アルツハイマー病は、認知症の症状が発症する20-30年も前から、原因物質と考えられている脳内アミロイドβ(Aβ)の蓄積が始まることが知られており、この発症前の期間に生じる脳の機能変化をとらえることのできるマーカーの開発は、アルツハイマー病の早期診断や病態進行の理解を深める上で非常に重要なテーマです。研究グループは、38名の認知機能が正常な高齢者(CN)および28名の軽度認知機能障害(MCI)の方を対象に脳磁図を用いて安静時自発脳波の計測を行い、脳の領域毎のパワースペクトラムを分析し、PETで評価した脳内Aβ蓄積状態や脳局所ブドウ糖代謝、MRIで評価した脳の皮質ボリューム等との関係を詳細に検討しました。その結果、1) 内側前頭前野のアルファ波のパワーは同じ部位のAβ蓄積を反映して増大し、特にCN群においてその関連性が強いこと、2) 同部位のデルタ波のパワーは脳内Aβ蓄積が陽性のCNおよびMCI群において症状の進行に伴って増大し、そのパワー値は嗅内皮質のボリュームや後部帯状回/楔前部のブドウ糖代謝と有意な負の相関があること、3) 脳の全般的なシータ波の増大は海馬の萎縮と有意な相関があり、これはAβが陰性の群で見られるため、アルツハイマー病に特異的な変化ではないと考えられる、等の、これまであまり知られていなかった所見が明らかとなりました。

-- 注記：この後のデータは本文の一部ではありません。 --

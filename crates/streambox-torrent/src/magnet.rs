//! Magnet URI validation and tracker augmentation.

use streambox_torrent_core::{EngineError, EngineResult};

/// Public trackers appended to magnets that carry none of their own.
/// Bare magnets (info-hash only) otherwise depend entirely on DHT
/// bootstrap and resolve slowly on cold sessions.
pub const DEFAULT_TRACKERS: &[&str] = &[
    "udp://tracker.opentrackr.org:1337/announce",
    "udp://tracker.openbittorrent.com:80/announce",
    "udp://opentracker.i2p.rocks:6969/announce",
    "http://tracker.openbittorrent.com:80/announce",
    "udp://open.demonii.com:1337/announce",
];

/// Syntactic magnet check performed before any worker is spawned.
///
/// # Errors
///
/// Returns [`EngineError::InvalidInput`] when the URI is not a magnet
/// or lacks a BitTorrent info-hash topic.
pub fn validate(uri: &str) -> EngineResult<()> {
    let trimmed = uri.trim();
    if !trimmed.starts_with("magnet:") {
        return Err(EngineError::invalid_input("uri is not a magnet link"));
    }
    if !trimmed.contains("xt=urn:btih:") {
        return Err(EngineError::invalid_input("magnet has no btih topic"));
    }
    Ok(())
}

/// Append [`DEFAULT_TRACKERS`] to a magnet that names no tracker.
/// Magnets that already carry a `tr=` parameter pass through untouched.
#[must_use]
pub fn with_default_trackers(uri: &str) -> String {
    let trimmed = uri.trim();
    if trimmed.contains("tr=") {
        return trimmed.to_string();
    }
    let mut augmented = String::from(trimmed);
    for tracker in DEFAULT_TRACKERS {
        augmented.push_str("&tr=");
        augmented.push_str(tracker);
    }
    augmented
}

#[cfg(test)]
mod tests {
    use super::*;
    use streambox_torrent_core::EngineFault;

    const BARE_MAGNET: &str = "magnet:?xt=urn:btih:c12fe1c06bde254a46ab2b2b228dd669bcd0b3dc";

    #[test]
    fn accepts_btih_magnets() {
        assert!(validate(BARE_MAGNET).is_ok());
    }

    #[test]
    fn rejects_non_magnet_uris() {
        let err = validate("https://example.com/movie.torrent").unwrap_err();
        assert_eq!(err.fault(), EngineFault::InvalidInput);
    }

    #[test]
    fn rejects_magnets_without_topic() {
        let err = validate("magnet:?dn=just-a-name").unwrap_err();
        assert_eq!(err.fault(), EngineFault::InvalidInput);
    }

    #[test]
    fn appends_trackers_to_bare_magnets() {
        let augmented = with_default_trackers(BARE_MAGNET);
        assert!(augmented.starts_with(BARE_MAGNET));
        for tracker in DEFAULT_TRACKERS {
            assert!(augmented.contains(tracker));
        }
    }

    #[test]
    fn keeps_existing_trackers_untouched() {
        let magnet = format!("{BARE_MAGNET}&tr=udp://tracker.example:80/announce");
        assert_eq!(with_default_trackers(&magnet), magnet);
    }
}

脳波や脳磁図検査は、脳の神経細胞の電気活動を直接とらえることができる検査のため、PETやMRIとは異なった角度からアルツハイマー病の病態をとらえることができます。今回の結果は、脳磁図が認知症発症前段階のアルツハイマー病の病態を反映するマーカーとして有用であることを示唆する結果であり、今後の認知症研究に貢献することが期待されます。

【原著論文情報】
Nakamura A et al., Electromagnetic signatures of the preclinical and prodromal stages of Alzheimer’s disease. Brain, published online: 07 March 2018.